Breivik, who killed 77 people in a bombing and shooting rampage in 2011, said he found regular strip searches "bothersome and offensive" and felt isolated without visitors.
The hearing had heard on Tuesday he had his own treadmill, PlayStation, spin bicycle and reclinable chair with integrated foot stool, and took part in the prison's Christmas gingerbread-house baking contest. Lawyers for the government had said he also received newspapers, magazines, books, jigsaw puzzles, watched DVDs and listened to music on a Discman.
"The worst is isolation ... I am locked up 23 hours a day," Breivik said, answering questions from his lawyer, Oeystein Storrvik, before reading out a long written statement about his conditions.
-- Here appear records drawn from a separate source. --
//! Command-line interface definitions for Newsroom Probe.
//!
//! Global options can also come from environment variables or the YAML
//! config file; flags win over both.

use clap::{Parser, Subcommand};
use std::path::PathBuf;

/// Command-line arguments for the Newsroom Probe application.
///
/// # Examples
///
/// ```sh
/// # Find article links on each homepage
/// newsroom_probe discover -d news-domains.txt -o news-articles-dump.json
///
/// # Extract every article from a saved link set
/// newsroom_probe extract -l news-articles-dump.json -o dom-trees-by-domain.json
///
/// # Both in one pass, two domains at a time
/// newsroom_probe --parallel-domains 2 crawl -d news-domains.txt -o dom-trees-by-domain.json
/// ```
#[derive(Parser, Debug)]
#[command(author, version, about)]
pub struct Cli {
    /// Optional path to a YAML config file
    #[arg(short, long, global = true)]
    pub config: Option<PathBuf>,

    /// WebDriver server URL (geckodriver, chromedriver or a Selenium hub)
    #[arg(long, env = "WEBDRIVER_URL", global = true)]
    pub webdriver_url: Option<String>,

    /// Path or URL of Readability.js
    #[arg(long, env = "READABILITY_JS", global = true)]
    pub readability: Option<String>,

    /// Number of domains processed at once, each with its own browser
    #[arg(long, global = true)]
    pub parallel_domains: Option<usize>,

    #[command(subcommand)]
    pub command: Command,
}

#[derive(Subcommand, Debug)]
pub enum Command {
    /// Scrape each homepage for article links
    Discover {
        /// Newline-delimited list of domains
        #[arg(short, long)]
        domains: PathBuf,

        /// Where to write the `{ domain: [url] }` link set
        #[arg(short, long, default_value = "news-articles-dump.json")]
        output: PathBuf,
    },

    /// Extract articles from a previously discovered link set
    Extract {
        /// JSON link set written by `discover`
        #[arg(short, long)]
        links: PathBuf,

        /// Where to write the extraction results
        #[arg(short, long, default_value = "dom-trees-by-domain.json")]
        output: PathBuf,
    },

    /// Discover and extract in one pass
    Crawl {
        /// Newline-delimited list of domains
        #[arg(short, long)]
        domains: PathBuf,

        /// Where to write the extraction results
        #[arg(short, long, default_value = "dom-trees-by-domain.json")]
        output: PathBuf,
    },
}

impl Command {
    pub fn output(&self) -> &PathBuf {
        match self {
            Command::Discover { output, .. }
            | Command::Extract { output, .. }
            | Command::Crawl { output, .. } => output,
        }
    }
}

#[cfg(test)]
mod tests {
    use super::*;

    #[test]
    fn test_cli_discover() {
        let cli = Cli::parse_from([
            "newsroom_probe",
            "discover",
            "--domains",
            "news-domains.txt",
        ]);
        match cli.command {
            Command::Discover { domains, output } => {
                assert_eq!(domains, PathBuf::from("news-domains.txt"));
                assert_eq!(output, PathBuf::from("news-articles-dump.json"));
            }
            other => panic!("unexpected command: {other:?}"),
        }
    }

    #[test]
    fn test_cli_extract_short_flags() {
        let cli = Cli::parse_from([
            "newsroom_probe",
            "extract",
            "-l",
            "/tmp/links.json",
            "-o",
            "/tmp/out.json",
        ]);
        assert_eq!(cli.command.output(), &PathBuf::from("/tmp/out.json"));
        assert!(matches!(cli.command, Command::Extract { .. }));
    }

    #[test]
    fn test_cli_global_options_after_subcommand() {
        let cli = Cli::parse_from([
            "newsroom_probe",
            "crawl",
            "-d",
            "domains.txt",
            "--parallel-domains",
            "3",
            "--webdriver-url",
            "http://grid:4444",
        ]);
        assert_eq!(cli.parallel_domains, Some(3));
        assert_eq!(cli.webdriver_url.as_deref(), Some("http://grid:4444"));
    }

    #[test]
    fn test_cli_requires_subcommand() {
        assert!(Cli::try_parse_from(["newsroom_probe"]).is_err());
    }
}
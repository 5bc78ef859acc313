//! Publisher-specific body extraction.
//!
//! Some publishers render their article body in a container readability
//! handles poorly. For those domains the body is read straight from a known
//! selector instead, and readability only supplies the title fallback.
//!
//! # Registered publishers
//!
//! | Name | Domain match | Content selector |
//! |------|--------------|------------------|
//! | nytimes | `nytimes.com` | `section[name="articleBody"]` |

/// A body-selector rule for one publisher.
#[derive(Debug, Clone, Copy, PartialEq, Eq)]
pub struct PublisherOverride {
    pub name: &'static str,
    /// Matched as a substring of the domain.
    pub domain_fragment: &'static str,
    pub content_selector: &'static str,
}

impl PublisherOverride {
    pub fn matches(&self, domain: &str) -> bool {
        domain.contains(self.domain_fragment)
    }
}

pub static PUBLISHER_OVERRIDES: &[PublisherOverride] = &[PublisherOverride {
    name: "nytimes",
    domain_fragment: "nytimes.com",
    content_selector: r#"section[name="articleBody"]"#,
}];

/// The first registered override whose domain fragment matches `domain`.
pub fn for_domain(domain: &str) -> Option<&'static PublisherOverride> {
    PUBLISHER_OVERRIDES.iter().find(|o| o.matches(domain))
}
//! Data models shared by the discovery and extraction passes.
//!
//! - [`ExtractionResult`]: what one article visit produces
//! - [`HomepageLinkSet`]: domain → article URLs discovered on its homepage
//! - [`ResultMap`]: domain → article URL → [`ExtractionResult`]
//!
//! The JSON field names of [`ExtractionResult`] match the flat dumps consumed
//! downstream, hence the `outBoundRequests` rename.

use serde::{Deserialize, Serialize};
use std::collections::{BTreeMap, BTreeSet};

/// A bare hostname such as `example.com`.
pub type Domain = String;

/// An absolute URL that parsed successfully.
pub type ArticleUrl = String;

/// Domain → article URLs in discovery order, duplicates removed.
///
/// Domains are keyed in sorted order so dumps are identical whatever order
/// parallel domains finish in.
pub type HomepageLinkSet = BTreeMap<Domain, Vec<ArticleUrl>>;

/// Domain → article URL → extraction result. Written once at the end of a run.
///
/// Both levels are sorted by key, not by visit order.
pub type ResultMap = BTreeMap<Domain, BTreeMap<ArticleUrl, ExtractionResult>>;

/// Structured content pulled from one article page.
///
/// Only complete results are ever built; a visit that fails half-way yields a
/// [`SkipReason`](crate::error::SkipReason) instead.
#[derive(Debug, Clone, PartialEq, Eq, Deserialize, Serialize)]
pub struct ExtractionResult {
    /// Capture time in milliseconds since the Unix epoch (not the publish time).
    #[serde(default, skip_serializing_if = "Option::is_none")]
    pub date: Option<i64>,
    /// Headline from `og:title`, `<title>` or readability, in that order.
    pub title: Option<String>,
    /// Article body text.
    #[serde(default, skip_serializing_if = "Option::is_none")]
    pub content: Option<String>,
    /// Hostnames contacted while the page loaded.
    #[serde(rename = "outBoundRequests", default)]
    pub outbound_requests: BTreeSet<String>,
}

/// Counters logged at the end of a run.
#[derive(Debug, Default, Clone, Copy, PartialEq, Eq)]
pub struct RunSummary {
    pub domains: usize,
    pub domains_skipped: usize,
    pub articles_attempted: usize,
    pub articles_extracted: usize,
}

impl RunSummary {
    pub fn articles_skipped(&self) -> usize {
        self.articles_attempted - self.articles_extracted
    }

    pub fn absorb(&mut self, other: RunSummary) {
        self.domains += other.domains;
        self.domains_skipped += other.domains_skipped;
        self.articles_attempted += other.articles_attempted;
        self.articles_extracted += other.articles_extracted;
    }
}
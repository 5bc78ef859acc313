//! Output generation.
//!
//! - [`json`]: pretty-printed JSON dumps of link sets and extraction results
//!
//! # Output Files
//!
//! ```text
//! news-articles-dump.json      # discover: domain → article URLs
//! dom-trees-by-domain.json     # extract / crawl: domain → URL → result
//! ```

pub mod json;
//! Run configuration loaded from an optional YAML file.
//!
//! Every field has a default, so an empty file (or no file at all) is a valid
//! configuration. Command-line flags are applied on top in `main`.
//!
//! ```yaml
//! webdriver_url: http://localhost:4444
//! browser: firefox
//! headless: true
//! settle_delay_ms: 1000
//! parallel_domains: 2
//! readability: ./Readability.js
//! ```

use serde::Deserialize;
use std::error::Error;
use std::path::Path;
use std::time::Duration;
use tracing::{info, instrument};

/// Which browser the WebDriver server should launch.
#[derive(Debug, Clone, Copy, PartialEq, Eq, Deserialize, Default)]
#[serde(rename_all = "lowercase")]
pub enum BrowserKind {
    #[default]
    Firefox,
    Chrome,
}

#[derive(Debug, Clone, Deserialize)]
#[serde(default)]
pub struct RunConfig {
    /// WebDriver endpoint (geckodriver, chromedriver or a Selenium hub).
    pub webdriver_url: String,
    pub browser: BrowserKind,
    pub headless: bool,
    /// Interval between `document.readyState` polls.
    pub page_load_poll_ms: u64,
    /// Give up waiting for `document.readyState === 'complete'` after this long.
    pub page_load_max_wait_ms: u64,
    /// Fixed pause after page load so deferred sub-resource fetches get recorded.
    pub settle_delay_ms: u64,
    /// How many domains may be processed at once, each with its own session.
    pub parallel_domains: usize,
    /// Path or URL of the readability script.
    pub readability: String,
}

impl Default for RunConfig {
    fn default() -> Self {
        Self {
            webdriver_url: "http://localhost:4444".to_string(),
            browser: BrowserKind::Firefox,
            headless: true,
            page_load_poll_ms: 250,
            page_load_max_wait_ms: 30_000,
            settle_delay_ms: 1_000,
            parallel_domains: 1,
            readability: "./Readability.js".to_string(),
        }
    }
}

impl RunConfig {
    pub fn page_load_poll(&self) -> Duration {
        Duration::from_millis(self.page_load_poll_ms.max(1))
    }

    pub fn page_load_max_wait(&self) -> Duration {
        Duration::from_millis(self.page_load_max_wait_ms)
    }

    pub fn settle_delay(&self) -> Duration {
        Duration::from_millis(self.settle_delay_ms)
    }
}

/// Parse a YAML configuration document.
pub fn parse_config(yaml: &str) -> Result<RunConfig, Box<dyn Error>> {
    if yaml.trim().is_empty() {
        return Ok(RunConfig::default());
    }
    let mut config: RunConfig = serde_yaml::from_str(yaml)?;
    config.parallel_domains = config.parallel_domains.max(1);
    Ok(config)
}

/// Load the configuration file at `path`, or the defaults when `path` is `None`.
#[instrument(level = "info")]
pub async fn load_config(path: Option<&Path>) -> Result<RunConfig, Box<dyn Error>> {
    let Some(path) = path else {
        info!("No config file given; using defaults");
        return Ok(RunConfig::default());
    };
    let yaml = tokio::fs::read_to_string(path).await?;
    let config = parse_config(&yaml)?;
    info!(path = %path.display(), "Loaded configuration");
    Ok(config)
}

#[cfg(test)]
mod tests {
    use super::*;

    #[test]
    fn test_empty_config_is_default() {
        let config = parse_config("").unwrap();
        assert_eq!(config.webdriver_url, "http://localhost:4444");
        assert_eq!(config.browser, BrowserKind::Firefox);
        assert_eq!(config.settle_delay(), Duration::from_secs(1));
        assert_eq!(config.parallel_domains, 1);
    }

    #[test]
    fn test_partial_config_keeps_other_defaults() {
        let config = parse_config(
            "browser: chrome\nsettle_delay_ms: 2500\nreadability: https://cdn.example.com/Readability.js\n",
        )
        .unwrap();
        assert_eq!(config.browser, BrowserKind::Chrome);
        assert_eq!(config.settle_delay_ms, 2500);
        assert_eq!(config.readability, "https://cdn.example.com/Readability.js");
        assert!(config.headless);
        assert_eq!(config.page_load_poll_ms, 250);
    }

    #[test]
    fn test_zero_parallelism_is_clamped() {
        let config = parse_config("parallel_domains: 0\n").unwrap();
        assert_eq!(config.parallel_domains, 1);
    }

    #[test]
    fn test_unknown_browser_is_rejected() {
        assert!(parse_config("browser: netscape\n").is_err());
    }

    #[tokio::test]
    async fn test_load_config_from_file() {
        let tmp = tempfile::tempdir().unwrap();
        let path = tmp.path().join("run.yaml");
        tokio::fs::write(&path, "webdriver_url: http://grid:4444/wd/hub\n")
            .await
            .unwrap();
        let config = load_config(Some(&path)).await.unwrap();
        assert_eq!(config.webdriver_url, "http://grid:4444/wd/hub");
    }
}
//! [`BrowserSession`] over a WebDriver server via `thirtyfour`.
//!
//! Point `webdriver_url` at geckodriver, chromedriver or a Selenium hub. Each
//! session launches its own browser window.

use super::{BrowserSession, SessionFactory};
use crate::config::{BrowserKind, RunConfig};
use crate::error::SkipReason;
use serde_json::Value;
use thirtyfour::prelude::*;
use thirtyfour::ChromiumLikeCapabilities;
use tracing::{error, info, instrument};

#[derive(Debug, Clone)]
pub struct WebDriverFactory {
    server_url: String,
    browser: BrowserKind,
    headless: bool,
}

impl WebDriverFactory {
    pub fn new(config: &RunConfig) -> Self {
        Self {
            server_url: config.webdriver_url.clone(),
            browser: config.browser,
            headless: config.headless,
        }
    }

    async fn connect(&self) -> WebDriverResult<WebDriver> {
        match self.browser {
            BrowserKind::Firefox => {
                let mut caps = DesiredCapabilities::firefox();
                if self.headless {
                    caps.set_headless()?;
                }
                WebDriver::new(self.server_url.as_str(), caps).await
            }
            BrowserKind::Chrome => {
                let mut caps = DesiredCapabilities::chrome();
                if self.headless {
                    caps.set_headless()?;
                }
                WebDriver::new(self.server_url.as_str(), caps).await
            }
        }
    }
}

impl SessionFactory for WebDriverFactory {
    type Session = WebDriverSession;

    #[instrument(level = "info", skip(self), fields(server = %self.server_url, browser = ?self.browser))]
    async fn open(&self) -> Result<Self::Session, SkipReason> {
        match self.connect().await {
            Ok(driver) => {
                info!("Browser session opened");
                Ok(WebDriverSession { driver })
            }
            Err(e) => {
                error!(error = %e, "Failed to open browser session");
                Err(SkipReason::SessionSetup(e.to_string()))
            }
        }
    }
}

pub struct WebDriverSession {
    driver: WebDriver,
}

impl WebDriverSession {
    async fn find(&self, selector: &str) -> Result<WebElement, SkipReason> {
        self.driver
            .find(By::Css(selector))
            .await
            .map_err(|e| lookup_error(selector, e))
    }
}

/// Only a failed match counts as a missing element; session and transport
/// errors keep their own message.
fn lookup_error(selector: &str, e: WebDriverError) -> SkipReason {
    match e {
        WebDriverError::NoSuchElement(_) => SkipReason::ElementMissing(selector.to_string()),
        other => other.into(),
    }
}

impl BrowserSession for WebDriverSession {
    async fn goto(&self, url: &str) -> Result<(), SkipReason> {
        self.driver
            .goto(url)
            .await
            .map_err(|e| SkipReason::Navigation {
                url: url.to_string(),
                message: e.to_string(),
            })
    }

    async fn execute(&self, script: &str) -> Result<Value, SkipReason> {
        let ret = self.driver.execute(script, Vec::new()).await?;
        Ok(ret.json().clone())
    }

    async fn attribute(&self, selector: &str, name: &str) -> Result<Option<String>, SkipReason> {
        let element = self.find(selector).await?;
        Ok(element.attr(name).await?)
    }

    async fn property(&self, selector: &str, name: &str) -> Result<Option<String>, SkipReason> {
        let element = self.find(selector).await?;
        Ok(element.prop(name).await?)
    }

    async fn quit(self) -> Result<(), SkipReason> {
        self.driver.quit().await?;
        Ok(())
    }
}
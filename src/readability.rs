//! The readability script, loaded once per process.
//!
//! The source comes from a local file or, when the location is an
//! `http(s)://` URL, is downloaded with `reqwest`. It is then shared read-only
//! by every article visit.

use std::error::Error;
use std::sync::Arc;
use tracing::{info, instrument};

/// Script run in the page after injection to extract the article.
pub const READABILITY_PARSE_SCRIPT: &str =
    "return new Readability(document.cloneNode(true)).parse();";

/// Readability source plus the suffix that publishes it on `window`.
#[derive(Debug, Clone)]
pub struct ReadabilityScript {
    injection: Arc<str>,
}

impl ReadabilityScript {
    /// Wrap raw readability source.
    ///
    /// WebDriver runs scripts inside a function body, so the constructor is
    /// assigned to `window` to survive into later script calls.
    pub fn from_source(source: &str) -> Result<Self, Box<dyn Error>> {
        if source.trim().is_empty() {
            return Err("readability script is empty".into());
        }
        let injection = format!("{source}\n;window.Readability = Readability;");
        Ok(Self {
            injection: Arc::from(injection),
        })
    }

    /// Read the script from a path or fetch it from a URL.
    #[instrument(level = "info")]
    pub async fn load(location: &str) -> Result<Self, Box<dyn Error>> {
        let source = if location.starts_with("http://") || location.starts_with("https://") {
            reqwest::get(location).await?.error_for_status()?.text().await?
        } else {
            tokio::fs::read_to_string(location).await?
        };
        let script = Self::from_source(&source)?;
        info!(bytes = source.len(), "Loaded readability script");
        Ok(script)
    }

    /// Script to execute in a page to make `Readability` available.
    pub fn injection(&self) -> &str {
        &self.injection
    }
}
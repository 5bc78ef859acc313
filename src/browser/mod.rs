//! Narrow interface onto a live browser.
//!
//! The scrapers never talk to WebDriver directly. They drive a
//! [`BrowserSession`], which keeps them testable against an in-memory page and
//! keeps the driver's failure modes (navigation error, script error,
//! element-not-found) expressed as [`SkipReason`]s.
//!
//! Sessions are opened through a [`SessionFactory`]. A failed open is an
//! explicit `Err`, so there is never a half-built session to call into.

pub mod webdriver;

use crate::error::SkipReason;
use serde_json::Value;
use std::time::Duration;
use tokio::time::{Instant, sleep};
use tracing::debug;

pub use webdriver::WebDriverFactory;

pub const PAGE_READY_SCRIPT: &str = "return document.readyState === 'complete';";

/// One browser window, navigated and scripted sequentially.
pub trait BrowserSession {
    /// Navigate to `url` and wait for the driver's default load strategy.
    async fn goto(&self, url: &str) -> Result<(), SkipReason>;

    /// Run `script` in the page and return its JSON-converted result.
    async fn execute(&self, script: &str) -> Result<Value, SkipReason>;

    /// Attribute `name` of the first element matching `selector`.
    async fn attribute(&self, selector: &str, name: &str) -> Result<Option<String>, SkipReason>;

    /// DOM property `name` (e.g. `textContent`) of the first element matching `selector`.
    async fn property(&self, selector: &str, name: &str) -> Result<Option<String>, SkipReason>;

    /// End the session and close the browser.
    async fn quit(self) -> Result<(), SkipReason>;

    /// Poll until `document.readyState` is `complete`.
    async fn wait_for_page_load(&self, poll: Duration, max_wait: Duration) -> Result<(), SkipReason> {
        let started = Instant::now();
        loop {
            if self.execute(PAGE_READY_SCRIPT).await?.as_bool() == Some(true) {
                debug!(elapsed_ms = started.elapsed().as_millis() as u64, "Page load complete");
                return Ok(());
            }
            if started.elapsed() >= max_wait {
                return Err(SkipReason::PageLoadTimeout(max_wait.as_millis() as u64));
            }
            sleep(poll).await;
        }
    }
}

/// Opens one [`BrowserSession`] per domain.
pub trait SessionFactory {
    type Session: BrowserSession;

    async fn open(&self) -> Result<Self::Session, SkipReason>;
}
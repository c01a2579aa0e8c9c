//! Connected-component discovery ("which zones remain connected").
//!
//! Breadth-first labelling started from every unvisited vertex in ascending
//! identifier order. Each component is returned sorted, and because starts are
//! taken in ascending order the list is ordered by each component's smallest
//! member. O(V + E).

use std::collections::VecDeque;

use civnet_core::Network;

/// Vertices of one connected component, ascending.
pub type Component = Vec<String>;

/// Partitions the vertex set of `network` into connected components.
pub fn connected_components(network: &Network) -> Vec<Component> {
    let mut visited = vec![false; network.vertex_count()];
    let mut components = Vec::new();

    for start in network.sorted_vertices() {
        if visited[start.index()] {
            continue;
        }
        visited[start.index()] = true;

        let mut queue = VecDeque::from([start]);
        let mut members = Vec::new();
        while let Some(node) = queue.pop_front() {
            members.push(network.label(node).to_string());
            for (neighbor, _) in network.neighbors(node) {
                if !visited[neighbor.index()] {
                    visited[neighbor.index()] = true;
                    queue.push_back(neighbor);
                }
            }
        }

        members.sort();
        components.push(members);
    }

    components
}
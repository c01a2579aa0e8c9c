use std::fs::File;
use std::io::{self, BufReader, BufWriter};

use anyhow::{Context, Result};
use civnet_cli::cli::RunArgs;
use civnet_cli::config::{CivnetConfig, NetworkPaths};
use civnet_cli::{Networks, QueryProcessor, ReportRenderer, Summary};
use civnet_core::{Diagnostics, NetworkKind};
use civnet_io::load_kind;
use tracing::{info, warn};

pub fn handle(args: &RunArgs) -> Result<Summary> {
    let mut config = CivnetConfig::load(args.config.as_deref())?;
    config.networks.apply(&NetworkPaths {
        electrical: args.electrical.clone(),
        road: args.road.clone(),
        water: args.water.clone(),
    });
    let format = args.format.unwrap_or(config.output.format);
    let decimals = args.decimals.unwrap_or(config.output.decimals);

    let networks = load_networks(&config.networks)?;
    let processor = QueryProcessor::new(networks);
    let renderer = ReportRenderer::new(format, decimals);

    let queries = File::open(&args.queries)
        .with_context(|| format!("opening query file '{}'", args.queries.display()))?;
    let input = BufReader::new(queries);

    let summary = match &args.out {
        Some(path) => {
            let file = File::create(path)
                .with_context(|| format!("creating report file '{}'", path.display()))?;
            let summary = processor.process(input, &mut BufWriter::new(file), &renderer)?;
            info!("Report written to {}", path.display());
            summary
        }
        None => processor.process(input, &mut io::stdout().lock(), &renderer)?,
    };

    info!(
        processed = summary.processed,
        errors = summary.errors,
        "Processed {} queries",
        summary.processed
    );
    Ok(summary)
}

fn load_networks(paths: &NetworkPaths) -> Result<Networks> {
    let mut networks = Networks::default();
    let mut issues = Diagnostics::new();
    for kind in NetworkKind::ALL {
        let Some(path) = paths.get(kind) else {
            warn!("No file configured for the {kind} network; its queries will fail");
            issues.add_warning("config", &format!("no file for the {kind} network"));
            continue;
        };
        info!("Loading {kind} network from {}", path.display());
        let result = load_kind(path, kind)?;
        issues.merge(result.diagnostics.into_diagnostics());
        networks.insert(kind, result.network);
    }
    if issues.has_issues() {
        warn!(
            warnings = issues.warning_count(),
            errors = issues.error_count(),
            "Networks loaded with issues"
        );
    }
    Ok(networks)
}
He did not repeat a Nazi salute he made at the start of the four-day hearing, which had earned him a rebuke from judge Helen Andenaes Sekulic.
But he said he had been a follower of Nazism since his youth. "I have been a dedicated National Socialist since I was 12 ... I read (Adolf Hitler's book) Mein Kampf when I was 14 .... But I chose to keep it hidden."
People smiled and laughed in court when he complained about his microwaved meals.
Breivik argues he is the victim of inhuman and degrading treatment in violation of the European Convention on Human Rights, by being kept alone in a special three-room cell, with daily contact only with prison staff and professionals.
The state says the conditions are appropriate for a dangerous fanatic.
Wearing the same black suit, white shirt and golden tie he wore on the first day, Breivik will testify for roughly three hours in a lawsuit taking place in the gym hall of Skien prison, where Breivik is being held, in southern Norway.
Judge Sekulic told him she would intervene if his explanation strayed from his description of his prison conditions. There is no jury. When she asked his job description, Breivik said it was "party secretary of the Nordic State".
On the first day of the case, the state denied violating Breivik's human rights and said he had turned down offers to play chess with prison volunteers or bandy, a type of indoor hockey, with prison guards.
Defending the state, Adele Matheson Mestad argued that Breivik had received and sent about 4,000 letters, and only 15 per cent of them had been stopped by prison authorities. She said Breivik was trying to correspond with known Nazis and sympathisers. "Among them could be a new Breivik," she added.